What is good teaching? What is the know-how that teachers need? Around the world, and as never before, governments are vexed by questions about the quality of teaching and the preparation of teachers. Economic competitiveness is dependent upon having an educated workforce, and this in turn depends upon high-performing schools. Yet recurrently there is uncertainty as to how exactly such schools are to be created and how the right teachers are to be produced.

Now, as never before, however, we do have global measures for that performance, and hence conclusions can be drawn about the kind of teacher training and education that works best. First, the appeal of the teaching profession is of critical importance. In the countries with the best examination performance, teachers enjoy relatively high social status and competitive remuneration. This status is reflected in the comparative autonomy they have in the classroom: where teachers are not regarded as mere technicians or servants of the system, greater respect for them is generated, within and beyond the school. Second, it is clear that teacher education matters. The best courses provide extensive practical experience in schools, research-based teacher methods and emphasis on specific expertise in the subject to be taught, as well as the ability to work with a wide variety of child-development issues. Third, it is clear that ongoing professional development matters too. Apart from leading to improvements in practice, this enables teachers to develop as people in their profession, reinforcing their confidence and commitment to that practice. Time allocated for working together is an important contribution to this, as is the shared study of method and technique with support from fellow teachers.
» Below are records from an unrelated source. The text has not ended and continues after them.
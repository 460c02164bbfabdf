use base64::{
    alphabet,
    engine::{DecodePaddingMode, GeneralPurpose, GeneralPurposeConfig},
    Engine as _,
};
use chrono::{DateTime, Utc};
use serde::{Deserialize, Serialize};
use sha2::{Digest, Sha256};
use subtle::ConstantTimeEq;

use crate::error::{AppError, Result};
use crate::models::query::{self, Values};

/// Unpadded base64url that tolerates non-canonical trailing bits on decode.
const SIGNATURE_ENCODING: GeneralPurpose = GeneralPurpose::new(
    &alphabet::URL_SAFE,
    GeneralPurposeConfig::new()
        .with_encode_padding(false)
        .with_decode_padding_mode(DecodePaddingMode::RequireNone)
        .with_decode_allow_trailing_bits(true),
);

/// A capability link to one stored object. A missing expiration means the
/// link never expires.
#[derive(Debug, Clone, Default, PartialEq, Eq, Serialize, Deserialize)]
pub struct Link {
    #[serde(default, skip_serializing_if = "String::is_empty")]
    pub id: String,
    pub key: String,
    #[serde(default, skip_serializing_if = "Option::is_none")]
    pub expiration: Option<DateTime<Utc>>,
    #[serde(default, skip_serializing_if = "String::is_empty")]
    pub signature: String,
    #[serde(default, skip_serializing_if = "String::is_empty")]
    pub url: String,
}

impl Link {
    pub fn new(key: &str, expiration: Option<DateTime<Utc>>) -> Self {
        Self {
            key: key.to_string(),
            expiration,
            ..Default::default()
        }
    }

    /// A link whose `signature` is already filled in.
    pub fn signed(key: &str, expiration: Option<DateTime<Utc>>, secret: &[u8]) -> Self {
        let mut link = Self::new(key, expiration);
        link.signature = SIGNATURE_ENCODING.encode(link.compute_signature(secret));
        link
    }

    /// Reads `key`, `exp` and `sig`. A missing `exp` never expires; one that
    /// does not parse is treated as already expired. Timestamps beyond the
    /// representable range clamp to its nearest end.
    pub fn parse(values: &Values) -> Self {
        let expiration = match values.get("exp") {
            None | Some("") => None,
            Some(exp) => Some(match exp.parse::<i64>() {
                Ok(secs) => DateTime::from_timestamp(secs, 0).unwrap_or(if secs < 0 {
                    DateTime::<Utc>::MIN_UTC
                } else {
                    DateTime::<Utc>::MAX_UTC
                }),
                Err(_) => DateTime::UNIX_EPOCH,
            }),
        };
        Self {
            key: values.get("key").unwrap_or_default().to_string(),
            expiration,
            signature: values.get("sig").unwrap_or_default().to_string(),
            ..Default::default()
        }
    }

    pub fn parse_query(query: &str) -> Self {
        Self::parse(&Values::parse(query))
    }

    /// `exp`, `key` and (if present) `sig`, encoded in key order.
    pub fn query_string(&self) -> String {
        self.values(true).encode()
    }

    pub fn signed_query_string(&self, secret: &[u8]) -> String {
        let mut link = self.clone();
        link.signature = SIGNATURE_ENCODING.encode(self.compute_signature(secret));
        link.query_string()
    }

    /// Checks the signature, then the expiration against the current time.
    pub fn verify(&self, secret: &[u8]) -> Result<()> {
        self.verify_at(secret, Utc::now())
    }

    pub fn verify_at(&self, secret: &[u8], now: DateTime<Utc>) -> Result<()> {
        if self.signature.is_empty() {
            return Err(AppError::NoSignature);
        }

        let sig = SIGNATURE_ENCODING
            .decode(&self.signature)
            .map_err(|_| AppError::InvalidSignature)?;

        let computed = self.compute_signature(secret);
        if sig.len() != computed.len() || !bool::from(sig.ct_eq(&computed)) {
            return Err(AppError::InvalidSignature);
        }

        if self.expiration.is_some_and(|exp| exp < now) {
            return Err(AppError::Expired);
        }

        Ok(())
    }

    /// `SHA-256(secret || unescape(encode({exp, key})))`.
    fn compute_signature(&self, secret: &[u8]) -> Vec<u8> {
        let encoded = self.values(false).encode();
        let decoded = query::unescape(&encoded).unwrap_or_default();

        let mut hasher = Sha256::new();
        hasher.update(secret);
        hasher.update(decoded.as_bytes());
        hasher.finalize().to_vec()
    }

    fn values(&self, with_signature: bool) -> Values {
        let mut v = Values::new();
        v.set("key", self.key.as_str());
        if let Some(exp) = self.expiration {
            v.set("exp", exp.timestamp().to_string());
        }
        if with_signature && !self.signature.is_empty() {
            v.set("sig", self.signature.as_str());
        }
        v
    }
}

#[cfg(test)]
mod tests {
    use super::*;
    use chrono::TimeDelta;

    const SECRET: &[u8] = b"0123456789ab";

    #[test]
    fn signature_covers_decoded_canonical_string() {
        let exp = DateTime::from_timestamp(1_700_000_000, 0);
        let link = Link::signed("alice/My Report.pdf", exp, SECRET);

        let mut hasher = Sha256::new();
        hasher.update(SECRET);
        hasher.update(b"exp=1700000000&key=alice/My Report.pdf");
        let expected = SIGNATURE_ENCODING.encode(hasher.finalize());
        assert_eq!(link.signature, expected);
        assert_eq!(link.signature.len(), 43);
    }

    #[test]
    fn signed_query_round_trip() {
        let exp = DateTime::from_timestamp((Utc::now() + TimeDelta::days(1)).timestamp(), 0);
        let link = Link::new("bob/a b+c.txt", exp);
        let qs = link.signed_query_string(SECRET);
        assert!(qs.starts_with("exp="));
        assert!(qs.contains("&key=bob%2Fa+b%2Bc.txt&sig="));

        let parsed = Link::parse_query(&qs);
        assert_eq!(parsed.key, "bob/a b+c.txt");
        assert!(parsed.verify(SECRET).is_ok());
        assert!(parsed.verify(SECRET).is_ok());
        assert!(matches!(parsed.verify(b"wrong"), Err(AppError::InvalidSignature)));
    }

    #[test]
    fn distinct_failure_kinds() {
        let unsigned = Link::parse_query("key=carol/x");
        assert!(matches!(unsigned.verify(SECRET), Err(AppError::NoSignature)));

        let garbage = Link::parse_query("key=carol/x&sig=***");
        assert!(matches!(garbage.verify(SECRET), Err(AppError::InvalidSignature)));

        let past = DateTime::from_timestamp(1_000, 0);
        let expired = Link::signed("carol/x", past, SECRET);
        assert!(matches!(expired.verify(SECRET), Err(AppError::Expired)));
        assert!(expired.verify_at(SECRET, DateTime::from_timestamp(999, 0).unwrap()).is_ok());
    }

    #[test]
    fn tampered_key_is_rejected() {
        let link = Link::signed("dave/public.txt", None, SECRET);
        let mut forged = Link::parse_query(&link.query_string());
        assert!(forged.verify(SECRET).is_ok());
        forged.key = "dave/secret.txt".to_string();
        assert!(matches!(forged.verify(SECRET), Err(AppError::InvalidSignature)));
    }

    #[test]
    fn expiration_parsing() {
        assert_eq!(Link::parse_query("key=k").expiration, None);
        assert_eq!(Link::parse_query("key=k&exp=").expiration, None);
        assert_eq!(Link::parse_query("key=k&exp=soon").expiration, Some(DateTime::UNIX_EPOCH));
        assert_eq!(
            Link::parse_query("key=k&exp=42").expiration,
            DateTime::from_timestamp(42, 0)
        );
        assert_eq!(
            Link::parse_query("key=k&exp=9223372036854775807").expiration,
            Some(DateTime::<Utc>::MAX_UTC)
        );
        assert_eq!(
            Link::parse_query("key=k&exp=-9223372036854775808").expiration,
            Some(DateTime::<Utc>::MIN_UTC)
        );
        let far = Link::parse_query("key=k&exp=99999999999999999");
        assert!(far.expiration.is_some_and(|exp| exp > Utc::now()));

        let never = Link::signed("k", None, SECRET);
        assert!(Link::parse_query(&never.query_string()).verify(SECRET).is_ok());
    }
}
This at least is the prevailing wisdom, as expressed in OECD recommendations based on PISA studies and other policy recommendations. Governments are disposed to pay careful attention to the comparisons that PISA has provided, not surprisingly given the economic pressures that can be brought to bear on those that do not take such findings seriously. But many have also found it convenient to push responsibility for reform down towards the schools themselves, rather than investing in the teaching profession and specifically in teacher education in the ways outlined here. Sometimes there has been a tendency to debunk educational expertise and to champion simplistic notions of the skills the teacher needs. In these circumstances, political debate about teacher education becomes ideological in new ways, mired in confusion about what it is that teachers need to know, about the qualities they must bring to their professional roles and about the ongoing development in expertise needed to sustain them in this. And even in circumstances where governments have acted on these three main recommendations, the tendency has been for teaching to be turned into something formulaic. The variety of the circumstances and the challenges that teachers face, and the complex and again varying demands of their relationship with the subject matter they are passing on, are rarely appreciated in the way that is needed. Comparisons can be immensely valuable, especially where they serve for something more than simply shoring up an orthodoxy. But too often the appeal of a systematic approach that the orthodoxy offers obscures the benefits such research might otherwise provide. So how might things be moved forward and a better understanding of teaching achieved?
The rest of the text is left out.